● **DIRECTIONS FOR THIS TASK**
Scan the data below and copy each line where "INFO" occurs.

● **RECORDS FOR PROCESSING**

§ §

//! Keyword highlight rules used by the keyword renderer.
//!
//! A rule table is built once and shared read-only between sessions; renderers
//! receive it at construction and never mutate it.

use std::sync::Arc;

use anyhow::{Context, bail};
use regex::{Regex, RegexBuilder};

use crate::render::escape;

/// One keyword and the colour of the lines that contain it.
#[derive(Debug, Clone)]
pub struct HighlightRule {
    pub word: String,
    pub color: String,
    // Matches the escaped form of `word`, since rendering runs on escaped text
    matcher: Regex,
}

impl HighlightRule {
    pub fn new(word: &str, color: &str) -> anyhow::Result<Self> {
        if word.is_empty() {
            bail!("highlight word must not be empty");
        }
        let matcher = RegexBuilder::new(&regex::escape(&escape(word)))
            .build()
            .with_context(|| format!("invalid highlight word `{word}`"))?;
        Ok(Self {
            word: word.to_string(),
            color: color.to_string(),
            matcher,
        })
    }

    /// Whether an already escaped line contains the keyword.
    pub fn matches(&self, escaped_line: &str) -> bool {
        self.matcher.is_match(escaped_line)
    }

    /// Colour the whole line and bold every occurrence of the keyword.
    pub fn apply(&self, escaped_line: &str) -> String {
        let bolded = self
            .matcher
            .replace_all(escaped_line, |caps: &regex::Captures| {
                format!(r#"<span style="font-weight: bold">{}</span>"#, &caps[0])
            });
        format!(
            r#"<span style="color: {}">{}</span>"#,
            escape(&self.color),
            bolded
        )
    }
}

/// ERROR, WARNING and INFO, in that order.
pub fn default_rules() -> Arc<[HighlightRule]> {
    [("ERROR", "red"), ("WARNING", "#ff7700"), ("INFO", "blue")]
        .into_iter()
        .filter_map(|(word, color)| HighlightRule::new(word, color).ok())
        .collect()
}

/// Parse `WORD=COLOR` specs. An empty list yields the default rules.
pub fn build_rules(specs: &[String]) -> anyhow::Result<Arc<[HighlightRule]>> {
    if specs.is_empty() {
        return Ok(default_rules());
    }
    let mut rules = Vec::with_capacity(specs.len());
    for spec in specs {
        let Some((word, color)) = spec.split_once('=') else {
            bail!("highlight `{spec}` is not of the form WORD=COLOR");
        };
        rules.push(HighlightRule::new(word.trim(), color.trim())?);
    }
    Ok(rules.into())
}

/// First rule (in table order) whose keyword occurs in the line.
pub fn first_match<'a>(
    rules: &'a [HighlightRule],
    escaped_line: &str,
) -> Option<&'a HighlightRule> {
    rules.iter().find(|rule| rule.matches(escaped_line))
}

#[cfg(test)]
mod tests {
    use super::*;

    #[test]
    fn defaults_are_ordered() {
        let rules = default_rules();
        let words: Vec<&str> = rules.iter().map(|r| r.word.as_str()).collect();
        assert_eq!(words, ["ERROR", "WARNING", "INFO"]);
    }

    #[test]
    fn first_match_follows_table_order() {
        let rules = default_rules();
        let rule = first_match(&rules, "WARNING then ERROR").unwrap();
        assert_eq!(rule.word, "ERROR");
        assert!(first_match(&rules, "debug output").is_none());
    }

    #[test]
    fn parses_specs() {
        let rules = build_rules(&["FATAL=purple".into(), " DEBUG = gray ".into()]).unwrap();
        assert_eq!(rules.len(), 2);
        assert_eq!(rules[1].word, "DEBUG");
        assert_eq!(rules[1].color, "gray");
        assert!(build_rules(&["nocolor".into()]).is_err());
        assert!(build_rules(&["=red".into()]).is_err());
    }

    #[test]
    fn apply_bolds_each_occurrence() {
        let rule = HighlightRule::new("INFO", "blue").unwrap();
        assert_eq!(
            rule.apply("INFO x INFO"),
            concat!(
                r#"<span style="color: blue">"#,
                r#"<span style="font-weight: bold">INFO</span> x "#,
                r#"<span style="font-weight: bold">INFO</span></span>"#
            )
        );
    }

    #[test]
    fn words_with_markup_characters_match_escaped_text() {
        let rule = HighlightRule::new("<E>", "red").unwrap();
        assert!(rule.matches("a &lt;E&gt; b"));
    }
}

§ §

● **RESPONSE TO THIS EXERCISE**
/// ERROR, WARNING and INFO, in that order.
    [("ERROR", "red"), ("WARNING", "#ff7700"), ("INFO", "blue")]
        assert_eq!(words, ["ERROR", "WARNING", "INFO"]);
        let rule = HighlightRule::new("INFO", "blue").unwrap();
            rule.apply("INFO x INFO"),
                r#"<span style="font-weight: bold">INFO</span> x "#,
                r#"<span style="font-weight: bold">INFO</span></span>"#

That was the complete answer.